[WORK TASK] Return, from the material below, each line in which the word "under" is present.

[INPUT RECORDS]
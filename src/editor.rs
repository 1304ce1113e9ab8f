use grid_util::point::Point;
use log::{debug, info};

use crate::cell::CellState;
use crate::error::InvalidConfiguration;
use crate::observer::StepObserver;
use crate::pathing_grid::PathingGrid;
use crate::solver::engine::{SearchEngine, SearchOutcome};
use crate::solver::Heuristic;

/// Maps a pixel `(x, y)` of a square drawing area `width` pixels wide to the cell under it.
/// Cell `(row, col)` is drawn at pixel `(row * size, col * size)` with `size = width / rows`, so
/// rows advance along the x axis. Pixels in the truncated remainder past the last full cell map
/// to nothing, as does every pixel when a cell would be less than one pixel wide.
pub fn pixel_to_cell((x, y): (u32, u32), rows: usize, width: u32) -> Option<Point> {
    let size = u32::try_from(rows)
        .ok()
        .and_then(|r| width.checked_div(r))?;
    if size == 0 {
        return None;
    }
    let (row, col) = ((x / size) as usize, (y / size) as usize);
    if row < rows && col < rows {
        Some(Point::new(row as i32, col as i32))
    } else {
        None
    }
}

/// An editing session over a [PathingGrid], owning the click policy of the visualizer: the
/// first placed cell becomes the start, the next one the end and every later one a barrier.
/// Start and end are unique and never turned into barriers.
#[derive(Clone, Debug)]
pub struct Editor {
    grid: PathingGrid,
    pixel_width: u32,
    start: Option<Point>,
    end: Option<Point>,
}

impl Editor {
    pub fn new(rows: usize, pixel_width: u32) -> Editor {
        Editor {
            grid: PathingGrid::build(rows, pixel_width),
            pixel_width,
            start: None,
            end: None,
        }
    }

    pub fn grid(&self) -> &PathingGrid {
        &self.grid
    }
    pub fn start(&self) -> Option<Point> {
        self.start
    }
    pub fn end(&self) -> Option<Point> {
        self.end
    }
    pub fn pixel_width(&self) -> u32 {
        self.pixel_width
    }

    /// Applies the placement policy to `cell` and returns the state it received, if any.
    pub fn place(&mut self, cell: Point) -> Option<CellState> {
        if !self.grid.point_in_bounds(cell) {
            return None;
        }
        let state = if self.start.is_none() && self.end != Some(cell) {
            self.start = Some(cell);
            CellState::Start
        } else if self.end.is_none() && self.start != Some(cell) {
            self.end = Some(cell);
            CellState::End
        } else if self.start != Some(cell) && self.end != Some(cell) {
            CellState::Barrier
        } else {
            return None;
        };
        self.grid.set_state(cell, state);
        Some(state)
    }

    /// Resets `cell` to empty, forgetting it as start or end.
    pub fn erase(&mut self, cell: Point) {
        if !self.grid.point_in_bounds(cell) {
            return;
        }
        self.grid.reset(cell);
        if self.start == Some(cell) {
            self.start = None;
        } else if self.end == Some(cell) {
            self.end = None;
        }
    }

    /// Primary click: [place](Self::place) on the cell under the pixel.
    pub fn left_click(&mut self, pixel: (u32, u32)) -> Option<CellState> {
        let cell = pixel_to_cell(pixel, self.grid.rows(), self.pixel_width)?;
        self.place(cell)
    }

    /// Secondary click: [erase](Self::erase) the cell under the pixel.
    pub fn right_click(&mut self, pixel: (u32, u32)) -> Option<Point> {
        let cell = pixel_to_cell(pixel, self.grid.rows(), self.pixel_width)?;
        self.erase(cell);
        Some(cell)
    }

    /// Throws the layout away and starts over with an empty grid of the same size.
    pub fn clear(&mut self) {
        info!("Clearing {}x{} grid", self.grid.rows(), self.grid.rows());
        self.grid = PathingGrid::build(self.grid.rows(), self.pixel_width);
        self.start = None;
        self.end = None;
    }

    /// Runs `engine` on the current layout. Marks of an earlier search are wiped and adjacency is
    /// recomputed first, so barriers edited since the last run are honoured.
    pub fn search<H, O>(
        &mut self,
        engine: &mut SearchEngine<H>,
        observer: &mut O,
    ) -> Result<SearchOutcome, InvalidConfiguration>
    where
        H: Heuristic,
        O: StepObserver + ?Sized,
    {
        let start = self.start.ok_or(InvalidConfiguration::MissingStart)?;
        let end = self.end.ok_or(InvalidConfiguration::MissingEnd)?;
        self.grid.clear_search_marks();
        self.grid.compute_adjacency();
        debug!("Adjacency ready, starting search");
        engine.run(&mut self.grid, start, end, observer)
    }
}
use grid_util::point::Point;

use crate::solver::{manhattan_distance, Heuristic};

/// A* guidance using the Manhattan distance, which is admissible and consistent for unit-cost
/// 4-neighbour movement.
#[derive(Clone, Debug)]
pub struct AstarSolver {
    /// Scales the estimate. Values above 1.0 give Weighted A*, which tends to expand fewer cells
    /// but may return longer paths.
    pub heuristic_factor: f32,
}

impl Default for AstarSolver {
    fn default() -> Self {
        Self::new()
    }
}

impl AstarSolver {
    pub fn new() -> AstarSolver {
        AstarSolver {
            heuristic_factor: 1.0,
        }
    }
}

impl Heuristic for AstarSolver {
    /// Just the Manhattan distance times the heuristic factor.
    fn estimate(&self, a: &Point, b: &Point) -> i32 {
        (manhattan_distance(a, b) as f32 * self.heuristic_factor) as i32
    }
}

[RESULT OF THIS EXERCISE]
/// Maps a pixel `(x, y)` of a square drawing area `width` pixels wide to the cell under it.
    /// Primary click: [place](Self::place) on the cell under the pixel.
    /// Secondary click: [erase](Self::erase) the cell under the pixel.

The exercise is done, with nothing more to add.